### Your instructions:
In the material below, find each line with the word "title" and list it.

### Record set:

#[cfg(test)]
mod tests {
    use serde_json::json;

    use botbridge_core::divergence::{Divergence, DivergenceRegistry, DivergenceStatus};
    use botbridge_core::error::NormalizeError;
    use botbridge_core::event::{CanonicalEvent, ChatKind, EntityKind};

    use super::{normalize_update, normalize_user};
    use crate::entities::EntitySynthesizer;

    fn registry() -> DivergenceRegistry {
        DivergenceRegistry::new()
    }

    fn update(message: serde_json::Value) -> serde_json::Value {
        json!({ "update_id": 1, "message": message })
    }

    fn message(raw: serde_json::Value) -> CanonicalEvent {
        let reg = registry();
        let synth = EntitySynthesizer::new();
        normalize_update(&update(raw), &reg, &synth)
            .expect("normalize")
            .event
    }

    fn plain_message(text: &str) -> serde_json::Value {
        json!({
            "message_id": 100,
            "from": { "id": 7, "first_name": "Ada", "is_bot": false },
            "chat": { "id": 7, "type": "private" },
            "text": text,
        })
    }

    #[test]
    fn numeric_string_ids_parse_to_exact_integers() {
        let event = message(json!({
            "message_id": "100",
            "from": { "id": "424242", "first_name": "Ada", "is_bot": false },
            "chat": { "id": "424242", "type": "private" },
            "text": "hi",
        }));
        let CanonicalEvent::Message(msg) = event else {
            panic!("expected message");
        };
        assert_eq!(msg.from.id, 424_242);
        assert_eq!(msg.chat.id, 424_242);
        assert_eq!(msg.message_id, 100);
    }

    #[test]
    fn non_numeric_user_id_is_fatal() {
        let reg = registry();
        let synth = EntitySynthesizer::new();
        let err = normalize_update(
            &update(json!({
                "message_id": 1,
                "from": { "id": "tarot_bot", "first_name": "Bot", "is_bot": true },
                "chat": { "id": 1, "type": "private" },
                "text": "hi",
            })),
            &reg,
            &synth,
        )
        .unwrap_err();
        assert!(matches!(err, NormalizeError::MalformedPayload { .. }));
    }

    #[test]
    fn non_numeric_private_chat_id_substitutes_sender_id() {
        let event = message(json!({
            "message_id": 1,
            "from": { "id": 9001, "first_name": "Ada", "is_bot": false },
            "chat": { "id": "some_bot_handle", "type": "private" },
            "text": "hi",
        }));
        let CanonicalEvent::Message(msg) = event else {
            panic!("expected message");
        };
        assert_eq!(msg.chat.id, 9001);
        assert_eq!(msg.chat.upstream_id.as_deref(), Some("some_bot_handle"));
    }

    #[test]
    fn prefixed_group_id_maps_to_negative_integer() {
        let event = message(json!({
            "message_id": 1,
            "from": { "id": 5, "first_name": "Ada", "is_bot": false },
            "chat": { "id": "g_8765", "title": "tarot fans" },
            "text": "hi",
        }));
        let CanonicalEvent::Message(msg) = event else {
            panic!("expected message");
        };
        assert_eq!(msg.chat.id, -8765);
        assert_eq!(msg.chat.kind, ChatKind::Group);
        assert_eq!(msg.chat.upstream_id.as_deref(), Some("g_8765"));
        assert_eq!(msg.chat.title.as_deref(), Some("tarot fans"));
    }

    #[test]
    fn prefixed_id_with_explicit_private_kind_is_ambiguous() {
        let reg = registry();
        let synth = EntitySynthesizer::new();
        let err = normalize_update(
            &update(json!({
                "message_id": 1,
                "from": { "id": 5, "first_name": "Ada", "is_bot": false },
                "chat": { "id": "g_8765", "type": "private" },
                "text": "hi",
            })),
            &reg,
            &synth,
        )
        .unwrap_err();
        assert!(matches!(err, NormalizeError::AmbiguousChatKind { .. }));
    }

    #[test]
    fn group_id_with_non_numeric_suffix_is_fatal() {
        let reg = registry();
        let synth = EntitySynthesizer::new();
        let err = normalize_update(
            &update(json!({
                "message_id": 1,
                "from": { "id": 5, "first_name": "Ada", "is_bot": false },
                "chat": { "id": "g_team", "type": "group" },
                "text": "hi",
            })),
            &reg,
            &synth,
        )
        .unwrap_err();
        assert!(matches!(err, NormalizeError::MalformedPayload { .. }));
    }

    #[test]
    fn missing_chat_kind_is_inferred_from_shape() {
        let event = message(json!({
            "message_id": 1,
            "from": { "id": 5, "first_name": "Ada", "is_bot": false },
            "chat": { "id": 5 },
            "text": "hi",
        }));
        let CanonicalEvent::Message(msg) = event else {
            panic!("expected message");
        };
        assert_eq!(msg.chat.kind, ChatKind::Private);
    }

    #[test]
    fn command_text_gets_exactly_one_command_entity() {
        let event = message(plain_message("/tarot 测事业"));
        let CanonicalEvent::Message(msg) = event else {
            panic!("expected message");
        };
        let commands: Vec<_> = msg
            .entities
            .iter()
            .filter(|e| e.kind == EntityKind::Command)
            .collect();
        assert_eq!(commands.len(), 1);
        assert_eq!(commands[0].offset, 0);
        assert_eq!(commands[0].length, 6);
    }

    #[test]
    fn upstream_command_entity_is_preserved_not_duplicated() {
        let event = message(json!({
            "message_id": 1,
            "from": { "id": 7, "first_name": "Ada", "is_bot": false },
            "chat": { "id": 7, "type": "private" },
            "text": "/luck",
            "entities": [ { "type": "bot_command", "offset": 0, "length": 5 } ],
        }));
        let CanonicalEvent::Message(msg) = event else {
            panic!("expected message");
        };
        assert_eq!(msg.entities.len(), 1);
        assert_eq!(msg.entities[0].length, 5);
    }

    #[test]
    fn zero_length_mention_is_repaired_from_handle() {
        let event = message(json!({
            "message_id": 1,
            "from": { "id": 7, "first_name": "Ada", "is_bot": false },
            "chat": { "id": "g_1", "type": "group" },
            "text": "@tarot_bot 今天如何",
            "entities": [ {
                "type": "mention",
                "offset": 0,
                "length": 0,
                "user": { "id": 99, "first_name": "晚晴", "is_bot": true, "username": "tarot_bot" },
            } ],
        }));
        let CanonicalEvent::Message(msg) = event else {
            panic!("expected message");
        };
        let mention = msg
            .entities
            .iter()
            .find(|e| e.kind == EntityKind::Mention)
            .expect("mention kept");
        assert_eq!(mention.offset, 0);
        assert_eq!(mention.length, 10);
        assert_eq!(mention.user.as_ref().map(|u| u.id), Some(99));
    }

    #[test]
    fn unbacked_mention_is_dropped_without_failing_the_event() {
        let reg = registry();
        let synth = EntitySynthesizer::new();
        let normalized = normalize_update(
            &update(json!({
                "message_id": 1,
                "from": { "id": 7, "first_name": "Ada", "is_bot": false },
                "chat": { "id": 7, "type": "private" },
                "text": "no mention here",
                "entities": [ {
                    "type": "mention",
                    "offset": 0,
                    "length": 0,
                    "user": { "id": 99, "first_name": "Bot", "is_bot": true, "username": "tarot_bot" },
                } ],
            })),
            &reg,
            &synth,
        )
        .expect("normalize succeeds");
        let CanonicalEvent::Message(msg) = normalized.event else {
            panic!("expected message");
        };
        assert!(msg.entities.is_empty());
        assert_eq!(synth.dropped_mentions(), 1);
        assert!(
            normalized
                .warnings
                .iter()
                .any(|w| w.divergence == Some(Divergence::MentionZeroLength))
        );
    }

    #[test]
    fn empty_display_name_substitution_follows_divergence_status() {
        let reg = registry();
        reg.set_status(Divergence::UserEmptyDisplayName, DivergenceStatus::Unfixed);
        let mut warnings = Vec::new();
        let raw = json!({ "id": 3, "first_name": "", "username": "ada_l", "is_bot": false });
        let user = normalize_user(&raw, "from", &reg, &mut warnings).unwrap();
        assert_eq!(user.display_name, "ada_l");

        // Flip to fixed-observed: same payload, no substitution.
        reg.set_status(
            Divergence::UserEmptyDisplayName,
            DivergenceStatus::FixedObserved,
        );
        let mut warnings = Vec::new();
        let user = normalize_user(&raw, "from", &reg, &mut warnings).unwrap();
        assert_eq!(user.display_name, "");
        assert_eq!(warnings.len(), 1);
    }

    #[test]
    fn missing_bot_flag_defaults_while_unfixed_and_fails_once_fixed() {
        let reg = registry();
        reg.set_status(Divergence::UserMissingBotFlag, DivergenceStatus::Unfixed);
        let raw = json!({ "id": 3, "first_name": "Ada" });
        let mut warnings = Vec::new();
        let user = normalize_user(&raw, "from", &reg, &mut warnings).unwrap();
        assert!(!user.is_bot);

        reg.set_status(
            Divergence::UserMissingBotFlag,
            DivergenceStatus::FixedObserved,
        );
        let mut warnings = Vec::new();
        assert!(normalize_user(&raw, "from", &reg, &mut warnings).is_err());
    }

    #[test]
    fn aliased_and_nested_user_payloads_unwrap() {
        let reg = registry();
        let mut warnings = Vec::new();
        let raw = json!({ "user": { "user_id": "55", "name": "晚晴", "is_bot": true }, "token": "secret" });
        let user = normalize_user(&raw, "from", &reg, &mut warnings).unwrap();
        assert_eq!(user.id, 55);
        assert_eq!(user.display_name, "晚晴");
        assert!(user.is_bot);
    }

    #[test]
    fn command_entities_without_text_are_fatal() {
        let reg = registry();
        let synth = EntitySynthesizer::new();
        let err = normalize_update(
            &update(json!({
                "message_id": 1,
                "from": { "id": 7, "first_name": "Ada", "is_bot": false },
                "chat": { "id": 7, "type": "private" },
                "entities": [ { "type": "bot_command", "offset": 0, "length": 5 } ],
            })),
            &reg,
            &synth,
        )
        .unwrap_err();
        assert!(matches!(err, NormalizeError::MalformedPayload { .. }));
    }

    #[test]
    fn reply_target_and_date_carry_over() {
        let event = message(json!({
            "message_id": 2,
            "date": 1_700_000_000,
            "from": { "id": 7, "first_name": "Ada", "is_bot": false },
            "chat": { "id": 7, "type": "private" },
            "text": "replying",
            "reply_to_message": { "message_id": 1 },
        }));
        let CanonicalEvent::Message(msg) = event else {
            panic!("expected message");
        };
        assert_eq!(msg.reply_to_message_id, Some(1));
        assert!(msg.date.is_some());
    }

    #[test]
    fn callback_query_normalizes_with_lenient_embedded_message() {
        let reg = registry();
        let synth = EntitySynthesizer::new();
        let normalized = normalize_update(
            &json!({
                "update_id": 2,
                "callback_query": {
                    "id": "cb-1",
                    "from": { "id": 7, "first_name": "Ada", "is_bot": false },
                    "data": "tarot:draw",
                    "message": { "chat": { "id": 7, "type": "private" } },
                },
            }),
            &reg,
            &synth,
        )
        .expect("normalize");
        let CanonicalEvent::CallbackQuery { id, from, message, data } = normalized.event else {
            panic!("expected callback query");
        };
        assert_eq!(id, "cb-1");
        assert_eq!(from.id, 7);
        assert_eq!(data.as_deref(), Some("tarot:draw"));
        // Embedded message lacks from/message_id: dropped, not fatal.
        assert!(message.is_none());
        assert!(
            normalized
                .warnings
                .iter()
                .any(|w| w.field == "callback_query.message")
        );
    }

    #[test]
    fn update_without_payload_is_fatal() {
        let reg = registry();
        let synth = EntitySynthesizer::new();
        assert!(normalize_update(&json!({ "update_id": 3 }), &reg, &synth).is_err());
    }
}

### Result:
            "chat": { "id": "g_8765", "title": "tarot fans" },
        assert_eq!(msg.chat.title.as_deref(), Some("tarot fans"));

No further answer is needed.